Tell Me What You Know is the fifth studio album and seventh overall album from Christian singer and songwriter Sara Groves, and it released on November 6, 2007, by INO Records. The producer on the album is Brown Bannister. This release became critically acclaimed and commercially successful.

==Critical reception==

Tell Me What You Know garnered critical acclaim from music critics. At Christianity Today, Russ Breimeier rated the album five stars, stating that the album is a "natural progression" for the artist, and that this album is not for everyone but noting this should make you a fan of hers if you ever will be. Andree Farias of Allmusic rated the album four stars, saying that the release "deserves a mention, if not for its overall uniqueness, then for continuing to solidify Groves as one of the most important, consistent Christian singer/songwriters of the new millennium." At CCM Magazine, Deborah Evan Price rated the album four stars, writing that "Sara Groves serves up a compelling collection of songs that strikes the difficult balance between education, inspiration and entertainment."

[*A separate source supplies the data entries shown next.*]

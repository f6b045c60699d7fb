//! Commit and annotated tag parsing.

use crate::{GitObject, ObjectId, ObjectType, Result, StorageError};
use gitview_types::PersonIdent;

/// A parsed commit.
#[derive(Debug, Clone, PartialEq, Eq)]
pub struct Commit {
    /// Commit id.
    pub id: ObjectId,
    /// Root tree.
    pub tree: ObjectId,
    /// Parent commits, first parent first.
    pub parents: Vec<ObjectId>,
    /// Author identity.
    pub author: PersonIdent,
    /// Committer identity.
    pub committer: PersonIdent,
    /// Full message.
    pub message: String,
}

impl Commit {
    /// Parses a commit object.
    pub fn parse(object: &GitObject) -> Result<Self> {
        if object.object_type != ObjectType::Commit {
            return Err(StorageError::InvalidObject(format!(
                "{} is a {}, not a commit",
                object.id,
                object.object_type.as_str()
            )));
        }

        let content = String::from_utf8_lossy(&object.data);
        let (headers, message) = split_message(&content);

        let mut tree = None;
        let mut parents = Vec::new();
        let mut author = None;
        let mut committer = None;

        for line in headers.lines() {
            if let Some(hex) = line.strip_prefix("tree ") {
                tree = Some(ObjectId::from_hex(hex.trim())?);
            } else if let Some(hex) = line.strip_prefix("parent ") {
                parents.push(ObjectId::from_hex(hex.trim())?);
            } else if let Some(ident) = line.strip_prefix("author ") {
                author = PersonIdent::parse(ident);
            } else if let Some(ident) = line.strip_prefix("committer ") {
                committer = PersonIdent::parse(ident);
            }
        }

        let tree = tree.ok_or_else(|| {
            StorageError::InvalidObject(format!("commit {} has no tree", object.id))
        })?;
        let author = author.unwrap_or_else(|| PersonIdent::new("", "", 0));
        let committer = committer.unwrap_or_else(|| author.clone());

        Ok(Self {
            id: object.id,
            tree,
            parents,
            author,
            committer,
            message: message.to_string(),
        })
    }

    /// Returns the first line of the message.
    pub fn short_message(&self) -> &str {
        self.message.lines().next().unwrap_or("").trim()
    }

    /// Returns the first parent, if any.
    pub fn first_parent(&self) -> Option<ObjectId> {
        self.parents.first().copied()
    }

    /// Returns the commit time (committer time, unix seconds).
    pub fn commit_time(&self) -> i64 {
        self.committer.when
    }
}

/// A parsed annotated tag.
#[derive(Debug, Clone, PartialEq, Eq)]
pub struct Tag {
    /// Tag object id.
    pub id: ObjectId,
    /// Tagged object.
    pub object: ObjectId,
    /// Type of the tagged object.
    pub object_type: ObjectType,
    /// Tag name.
    pub name: String,
    /// Tagger, missing on some very old tags.
    pub tagger: Option<PersonIdent>,
    /// Tag message.
    pub message: String,
}

impl Tag {
    /// Parses a tag object.
    pub fn parse(object: &GitObject) -> Result<Self> {
        if object.object_type != ObjectType::Tag {
            return Err(StorageError::InvalidObject(format!(
                "{} is a {}, not a tag",
                object.id,
                object.object_type.as_str()
            )));
        }

        let content = String::from_utf8_lossy(&object.data);
        let (headers, message) = split_message(&content);

        let mut target = None;
        let mut target_type = None;
        let mut name = String::new();
        let mut tagger = None;

        for line in headers.lines() {
            if let Some(hex) = line.strip_prefix("object ") {
                target = Some(ObjectId::from_hex(hex.trim())?);
            } else if let Some(kind) = line.strip_prefix("type ") {
                target_type = Some(ObjectType::parse(kind.trim())?);
            } else if let Some(tag) = line.strip_prefix("tag ") {
                name = tag.trim().to_string();
            } else if let Some(ident) = line.strip_prefix("tagger ") {
                tagger = PersonIdent::parse(ident);
            }
        }

        let (Some(target), Some(target_type)) = (target, target_type) else {
            return Err(StorageError::InvalidObject(format!(
                "tag {} has no target",
                object.id
            )));
        };

        Ok(Self {
            id: object.id,
            object: target,
            object_type: target_type,
            name,
            tagger,
            message: message.to_string(),
        })
    }
}

/// Splits an object body into headers and message at the first blank line.
fn split_message(content: &str) -> (&str, &str) {
    match content.find("\n\n") {
        Some(pos) => (&content[..pos], &content[pos + 2..]),
        None => (content, ""),
    }
}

Mike Rimmer of Cross Rhythms rated the album ten out of ten squares, exclaiming that "Sara Groves is a true artist and the compositions here, with their recurrent themes of compassion for the broken and marginalised are surely the best this passionate crafter of songs has ever penned." At Christian Broadcasting Network, Jennifer E. Jones rated the album four spins, writing that this is "Groves at her best". The Phantom Tollbooth's Bert Saraco rated the album five tocks, commenting that the release "establishes Sara Groves as a dependable artist of consistent quality", and that "This is simply a wonderful project that should convince any listener that Sara Groves is a compelling, important artist who needs to be heard by a wider audience, and has perhaps just given us one of the best albums of the year." At New Release Tuesday, Kevin Davis rated the album five stars, stating that it was quite refreshing "her music, lyrics, overall songwriting and singing voice actually all seem to get better with each release."

Professional ratings
Review scores
| Source | Rating |
| Allmusic | Star |
| CCM Magazine | Star |
| Christian Broadcasting Network | Star |
| Christianity Today | Star |
| Cross Rhythms | Star |
| Jesus Freak Hideout | Star |
| New Release Tuesday | Star |
| The Phantom Tollbooth | Star |

==Commercial performance==
For the Billboard charting week of November 24, 2007, Tell Me What You Know was the No. 194 most sold album in the entirety of the United States by The Billboard 200, and it was the No. 14 most sold album in the Christian music market via the Christian Albums position. Also, it was the No. 2 Heatseekers Album, which is the breaking-and-entry chart.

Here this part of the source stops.